──────── EXERCISE MATERIAL

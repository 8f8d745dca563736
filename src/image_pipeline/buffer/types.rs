//! Pixel buffer types

use serde::{Deserialize, Serialize};

use crate::image_pipeline::common::error::{PipelineError, Result};
use crate::image_pipeline::frame::DecodedFrame;

/// Fully opaque alpha value, used when a 3-channel source is upconverted.
pub const OPAQUE: u8 = 255;

/// One 8-bit RGBA pixel
#[derive(Debug, Clone, Copy, PartialEq, Eq, Default)]
pub struct Pixel {
    pub r: u8,
    pub g: u8,
    pub b: u8,
    pub a: u8,
}

impl Pixel {
    pub const fn new(r: u8, g: u8, b: u8, a: u8) -> Self {
        Self { r, g, b, a }
    }

    pub const fn opaque(r: u8, g: u8, b: u8) -> Self {
        Self::new(r, g, b, OPAQUE)
    }
}

/// Which visual edge row 0 of a buffer represents
#[derive(Debug, Clone, Copy, PartialEq, Eq, Default, Serialize, Deserialize)]
#[serde(rename_all = "snake_case")]
pub enum Origin {
    /// Row 0 is the top of the image (file / scanline order)
    #[default]
    TopLeft,
    /// Row 0 is the bottom of the image (rendering surface order)
    BottomLeft,
}

/// `width * height * channels`, or `InvalidDimensions` when the product
/// does not fit in `usize`.
pub fn sample_count(width: usize, height: usize, channels: usize) -> Result<usize> {
    width
        .checked_mul(height)
        .and_then(|n| n.checked_mul(channels))
        .ok_or(PipelineError::InvalidDimensions(width, height))
}

impl Origin {
    pub fn flipped(self) -> Self {
        match self {
            Origin::TopLeft => Origin::BottomLeft,
            Origin::BottomLeft => Origin::TopLeft,
        }
    }
}

/// A contiguous, row-major grid of RGBA pixels tagged with its origin convention.
#[derive(Debug, Clone, PartialEq, Eq)]
pub struct ImageBuffer {
    width: usize,
    height: usize,
    origin: Origin,
    pixels: Vec<Pixel>,
}

impl ImageBuffer {
    /// Creates a transparent black buffer.
    pub fn new(width: usize, height: usize, origin: Origin) -> Result<Self> {
        let len = sample_count(width, height, 1)?;
        Ok(Self {
            width,
            height,
            origin,
            pixels: vec![Pixel::default(); len],
        })
    }

    pub fn from_pixels(
        width: usize,
        height: usize,
        origin: Origin,
        pixels: Vec<Pixel>,
    ) -> Result<Self> {
        let expected = sample_count(width, height, 1)?;
        if pixels.len() != expected {
            return Err(PipelineError::BufferLengthMismatch {
                expected,
                actual: pixels.len(),
            });
        }

        Ok(Self {
            width,
            height,
            origin,
            pixels,
        })
    }

    /// Builds a buffer from interleaved 8-bit samples.
    ///
    /// Three-channel data gets a synthesized opaque alpha; four-channel data is
    /// copied as is. Any other channel count is rejected.
    pub fn from_interleaved(
        width: usize,
        height: usize,
        channels: usize,
        data: &[u8],
        origin: Origin,
    ) -> Result<Self> {
        if channels != 3 && channels != 4 {
            return Err(PipelineError::UnsupportedChannelCount(channels));
        }

        let expected = sample_count(width, height, channels)?;
        if data.len() != expected {
            return Err(PipelineError::BufferLengthMismatch {
                expected,
                actual: data.len(),
            });
        }

        let pixels: Vec<Pixel> = match channels {
            3 => data
                .chunks_exact(3)
                .map(|px| Pixel::opaque(px[0], px[1], px[2]))
                .collect(),
            _ => data
                .chunks_exact(4)
                .map(|px| Pixel::new(px[0], px[1], px[2], px[3]))
                .collect(),
        };

        Ok(Self {
            width,
            height,
            origin,
            pixels,
        })
    }

    pub fn from_frame(frame: DecodedFrame) -> Result<Self> {
        Self::from_interleaved(frame.width, frame.height, frame.channels, &frame.data, frame.origin)
    }

    pub fn width(&self) -> usize {
        self.width
    }

    pub fn height(&self) -> usize {
        self.height
    }

    pub fn dimensions(&self) -> (usize, usize) {
        (self.width, self.height)
    }

    pub fn origin(&self) -> Origin {
        self.origin
    }

    pub(crate) fn set_origin(&mut self, origin: Origin) {
        self.origin = origin;
    }

    pub fn pixels(&self) -> &[Pixel] {
        &self.pixels
    }

    pub fn pixels_mut(&mut self) -> &mut [Pixel] {
        &mut self.pixels
    }

    pub fn into_pixels(self) -> Vec<Pixel> {
        self.pixels
    }

    /// Returns storage row `y`.
    ///
    /// # Panics
    ///
    /// Panics if `y >= height`.
    pub fn row(&self, y: usize) -> &[Pixel] {
        let start = y * self.width;
        &self.pixels[start..start + self.width]
    }

    pub fn row_mut(&mut self, y: usize) -> &mut [Pixel] {
        let start = y * self.width;
        &mut self.pixels[start..start + self.width]
    }

    /// Storage rows in order. Always yields `height` slices, empty ones when
    /// `width` is 0.
    pub fn rows(&self) -> impl Iterator<Item = &[Pixel]> {
        (0..self.height).map(move |y| self.row(y))
    }

    pub fn get(&self, x: usize, y: usize) -> Option<&Pixel> {
        if x >= self.width || y >= self.height {
            return None;
        }
        self.pixels.get(y * self.width + x)
    }

    pub fn get_mut(&mut self, x: usize, y: usize) -> Option<&mut Pixel> {
        if x >= self.width || y >= self.height {
            return None;
        }
        self.pixels.get_mut(y * self.width + x)
    }

    /// Interleaved RGBA bytes in storage row order.
    pub fn to_rgba_bytes(&self) -> Vec<u8> {
        self.pixels
            .iter()
            .flat_map(|px| [px.r, px.g, px.b, px.a])
            .collect()
    }
}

────────────────

Please find how many lines of the entries above include the string "data", giving the number and nothing else.

> _ANSWER BELOW_
7